(Stored items)
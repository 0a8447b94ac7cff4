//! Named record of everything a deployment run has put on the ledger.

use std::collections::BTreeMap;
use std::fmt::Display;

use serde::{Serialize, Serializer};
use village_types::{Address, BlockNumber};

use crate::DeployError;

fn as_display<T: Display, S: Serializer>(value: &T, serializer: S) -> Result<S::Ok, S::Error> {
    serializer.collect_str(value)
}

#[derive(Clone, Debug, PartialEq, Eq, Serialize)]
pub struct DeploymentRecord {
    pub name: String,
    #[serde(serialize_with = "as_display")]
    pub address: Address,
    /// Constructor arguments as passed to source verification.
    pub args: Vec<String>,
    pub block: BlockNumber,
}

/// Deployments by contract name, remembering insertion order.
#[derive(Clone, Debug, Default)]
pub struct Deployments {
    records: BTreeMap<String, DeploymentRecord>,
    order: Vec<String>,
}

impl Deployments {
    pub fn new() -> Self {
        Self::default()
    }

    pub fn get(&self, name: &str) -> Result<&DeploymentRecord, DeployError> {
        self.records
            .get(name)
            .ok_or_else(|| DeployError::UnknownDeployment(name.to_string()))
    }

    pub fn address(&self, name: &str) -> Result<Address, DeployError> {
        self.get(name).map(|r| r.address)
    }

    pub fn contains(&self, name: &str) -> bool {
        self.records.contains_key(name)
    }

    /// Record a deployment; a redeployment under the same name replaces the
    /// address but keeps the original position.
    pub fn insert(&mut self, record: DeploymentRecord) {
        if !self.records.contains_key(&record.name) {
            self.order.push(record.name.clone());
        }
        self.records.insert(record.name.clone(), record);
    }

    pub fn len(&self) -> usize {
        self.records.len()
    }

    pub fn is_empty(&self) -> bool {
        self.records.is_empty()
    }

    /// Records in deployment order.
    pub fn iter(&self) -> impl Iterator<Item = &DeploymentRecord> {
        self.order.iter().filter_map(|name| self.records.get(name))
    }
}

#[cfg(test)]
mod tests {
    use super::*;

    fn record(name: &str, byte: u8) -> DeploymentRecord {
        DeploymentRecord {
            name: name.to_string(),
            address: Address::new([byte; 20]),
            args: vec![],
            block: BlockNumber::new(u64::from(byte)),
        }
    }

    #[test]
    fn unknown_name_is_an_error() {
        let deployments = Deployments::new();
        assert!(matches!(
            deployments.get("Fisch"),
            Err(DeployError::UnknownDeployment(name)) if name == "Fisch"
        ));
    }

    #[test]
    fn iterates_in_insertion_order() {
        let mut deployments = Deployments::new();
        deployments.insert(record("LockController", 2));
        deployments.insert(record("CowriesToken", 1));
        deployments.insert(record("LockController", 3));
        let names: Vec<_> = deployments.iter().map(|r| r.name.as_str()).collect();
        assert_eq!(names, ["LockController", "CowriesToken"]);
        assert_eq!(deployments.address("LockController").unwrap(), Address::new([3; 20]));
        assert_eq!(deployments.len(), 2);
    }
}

...

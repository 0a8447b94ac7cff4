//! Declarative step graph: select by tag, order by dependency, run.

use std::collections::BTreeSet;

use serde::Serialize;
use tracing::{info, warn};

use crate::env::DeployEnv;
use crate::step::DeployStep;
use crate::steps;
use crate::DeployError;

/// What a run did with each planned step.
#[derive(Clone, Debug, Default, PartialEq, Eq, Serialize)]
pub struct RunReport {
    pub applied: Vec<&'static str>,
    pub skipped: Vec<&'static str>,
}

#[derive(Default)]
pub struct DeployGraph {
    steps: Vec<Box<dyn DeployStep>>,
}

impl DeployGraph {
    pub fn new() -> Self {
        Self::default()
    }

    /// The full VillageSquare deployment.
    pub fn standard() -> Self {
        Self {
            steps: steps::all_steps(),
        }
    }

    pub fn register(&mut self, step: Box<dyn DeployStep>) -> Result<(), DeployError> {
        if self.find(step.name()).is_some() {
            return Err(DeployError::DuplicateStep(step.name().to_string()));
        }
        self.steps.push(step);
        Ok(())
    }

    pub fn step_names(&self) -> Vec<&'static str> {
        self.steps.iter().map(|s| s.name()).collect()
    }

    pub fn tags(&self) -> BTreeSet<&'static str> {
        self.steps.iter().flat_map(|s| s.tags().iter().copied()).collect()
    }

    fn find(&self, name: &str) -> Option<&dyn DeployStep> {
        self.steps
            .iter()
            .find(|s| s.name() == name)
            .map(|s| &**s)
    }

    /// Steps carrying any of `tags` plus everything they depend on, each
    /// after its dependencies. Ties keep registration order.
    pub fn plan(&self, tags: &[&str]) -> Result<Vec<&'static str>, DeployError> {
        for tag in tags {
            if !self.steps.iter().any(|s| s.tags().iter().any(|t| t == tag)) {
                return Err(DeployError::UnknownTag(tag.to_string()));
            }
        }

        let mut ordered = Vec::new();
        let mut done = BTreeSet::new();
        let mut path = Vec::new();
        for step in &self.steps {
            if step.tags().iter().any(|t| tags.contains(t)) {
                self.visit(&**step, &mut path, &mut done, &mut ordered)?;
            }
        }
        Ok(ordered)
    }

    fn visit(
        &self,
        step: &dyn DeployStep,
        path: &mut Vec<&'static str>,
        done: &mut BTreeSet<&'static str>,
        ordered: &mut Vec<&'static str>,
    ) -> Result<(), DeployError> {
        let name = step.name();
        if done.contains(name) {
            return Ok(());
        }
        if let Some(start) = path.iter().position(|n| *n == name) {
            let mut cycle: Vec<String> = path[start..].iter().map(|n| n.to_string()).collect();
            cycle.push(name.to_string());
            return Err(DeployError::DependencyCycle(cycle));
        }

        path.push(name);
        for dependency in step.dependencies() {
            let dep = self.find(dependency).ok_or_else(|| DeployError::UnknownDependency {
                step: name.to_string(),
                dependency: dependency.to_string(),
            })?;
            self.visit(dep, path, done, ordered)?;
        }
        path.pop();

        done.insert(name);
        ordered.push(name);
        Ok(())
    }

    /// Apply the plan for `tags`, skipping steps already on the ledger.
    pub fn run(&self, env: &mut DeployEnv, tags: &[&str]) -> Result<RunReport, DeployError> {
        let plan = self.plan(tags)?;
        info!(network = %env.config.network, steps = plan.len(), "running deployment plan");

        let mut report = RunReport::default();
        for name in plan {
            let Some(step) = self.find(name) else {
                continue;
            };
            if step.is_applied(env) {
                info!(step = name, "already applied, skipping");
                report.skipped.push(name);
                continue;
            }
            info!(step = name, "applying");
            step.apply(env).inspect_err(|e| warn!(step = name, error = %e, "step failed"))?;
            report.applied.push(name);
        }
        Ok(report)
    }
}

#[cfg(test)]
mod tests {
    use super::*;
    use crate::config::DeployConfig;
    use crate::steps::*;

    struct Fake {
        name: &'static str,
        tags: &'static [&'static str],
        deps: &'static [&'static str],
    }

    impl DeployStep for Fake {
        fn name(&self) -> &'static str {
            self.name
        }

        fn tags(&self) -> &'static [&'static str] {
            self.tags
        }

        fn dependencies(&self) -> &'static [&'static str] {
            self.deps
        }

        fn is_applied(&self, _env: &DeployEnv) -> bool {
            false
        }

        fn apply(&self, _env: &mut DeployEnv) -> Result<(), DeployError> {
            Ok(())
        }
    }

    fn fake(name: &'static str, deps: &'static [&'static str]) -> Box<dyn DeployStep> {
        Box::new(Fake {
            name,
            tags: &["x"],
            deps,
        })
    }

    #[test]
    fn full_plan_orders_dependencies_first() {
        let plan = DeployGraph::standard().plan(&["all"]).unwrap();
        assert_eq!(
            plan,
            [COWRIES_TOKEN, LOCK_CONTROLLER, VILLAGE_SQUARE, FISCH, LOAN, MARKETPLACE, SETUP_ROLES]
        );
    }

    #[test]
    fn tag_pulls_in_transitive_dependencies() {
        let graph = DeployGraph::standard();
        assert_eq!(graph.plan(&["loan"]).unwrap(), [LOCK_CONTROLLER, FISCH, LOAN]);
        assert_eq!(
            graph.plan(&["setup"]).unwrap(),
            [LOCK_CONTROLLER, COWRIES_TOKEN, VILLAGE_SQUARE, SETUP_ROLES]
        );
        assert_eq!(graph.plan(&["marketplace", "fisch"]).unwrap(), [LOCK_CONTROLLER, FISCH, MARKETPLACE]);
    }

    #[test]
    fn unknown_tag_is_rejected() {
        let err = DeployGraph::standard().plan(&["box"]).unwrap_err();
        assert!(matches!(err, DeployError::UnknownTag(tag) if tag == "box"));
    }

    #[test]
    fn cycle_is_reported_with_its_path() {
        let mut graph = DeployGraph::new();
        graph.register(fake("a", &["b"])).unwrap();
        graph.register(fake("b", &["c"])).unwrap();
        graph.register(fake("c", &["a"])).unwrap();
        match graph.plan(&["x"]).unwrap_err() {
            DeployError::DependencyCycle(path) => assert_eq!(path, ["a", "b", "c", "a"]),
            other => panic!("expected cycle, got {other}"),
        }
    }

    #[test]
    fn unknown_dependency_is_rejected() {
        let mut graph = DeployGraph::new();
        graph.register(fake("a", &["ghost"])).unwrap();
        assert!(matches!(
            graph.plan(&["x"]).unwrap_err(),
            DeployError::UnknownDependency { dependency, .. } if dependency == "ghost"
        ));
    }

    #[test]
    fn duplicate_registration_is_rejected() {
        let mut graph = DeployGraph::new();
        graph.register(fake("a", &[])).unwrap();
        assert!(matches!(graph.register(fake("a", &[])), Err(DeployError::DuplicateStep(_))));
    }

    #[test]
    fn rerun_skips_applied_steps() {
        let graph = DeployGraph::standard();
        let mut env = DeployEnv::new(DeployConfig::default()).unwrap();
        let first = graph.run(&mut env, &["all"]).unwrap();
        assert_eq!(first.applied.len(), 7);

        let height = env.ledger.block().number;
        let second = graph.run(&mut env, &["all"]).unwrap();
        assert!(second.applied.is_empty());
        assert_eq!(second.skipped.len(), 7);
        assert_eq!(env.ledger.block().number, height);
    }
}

==

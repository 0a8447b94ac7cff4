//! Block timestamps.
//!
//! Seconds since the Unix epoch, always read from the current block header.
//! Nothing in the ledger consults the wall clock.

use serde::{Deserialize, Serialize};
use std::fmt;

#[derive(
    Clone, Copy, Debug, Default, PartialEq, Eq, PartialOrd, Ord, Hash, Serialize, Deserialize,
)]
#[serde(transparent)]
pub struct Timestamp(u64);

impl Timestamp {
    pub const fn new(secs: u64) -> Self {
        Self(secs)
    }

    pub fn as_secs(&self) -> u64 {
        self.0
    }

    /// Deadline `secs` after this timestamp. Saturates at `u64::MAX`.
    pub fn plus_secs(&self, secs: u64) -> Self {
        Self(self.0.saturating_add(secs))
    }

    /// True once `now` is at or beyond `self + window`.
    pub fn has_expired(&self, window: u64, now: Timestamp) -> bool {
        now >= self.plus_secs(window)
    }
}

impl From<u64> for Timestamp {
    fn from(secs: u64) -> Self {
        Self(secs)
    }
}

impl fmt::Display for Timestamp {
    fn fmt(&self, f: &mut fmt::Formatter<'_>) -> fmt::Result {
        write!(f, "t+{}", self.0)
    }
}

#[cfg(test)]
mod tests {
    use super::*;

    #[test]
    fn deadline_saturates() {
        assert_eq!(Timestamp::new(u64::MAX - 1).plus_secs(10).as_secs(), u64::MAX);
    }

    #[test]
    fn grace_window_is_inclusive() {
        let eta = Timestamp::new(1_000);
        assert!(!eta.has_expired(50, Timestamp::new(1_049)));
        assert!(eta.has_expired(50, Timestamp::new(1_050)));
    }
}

YOUR ASSIGNMENT
Extract each line from the entries above that contains the string "Debug".

ANSWER SPACE
#[derive(Clone, Debug, PartialEq, Eq, Serialize)]
#[derive(Clone, Debug, Default)]
#[derive(Clone, Debug, Default, PartialEq, Eq, Serialize)]
    Clone, Copy, Debug, Default, PartialEq, Eq, PartialOrd, Ord, Hash, Serialize, Deserialize,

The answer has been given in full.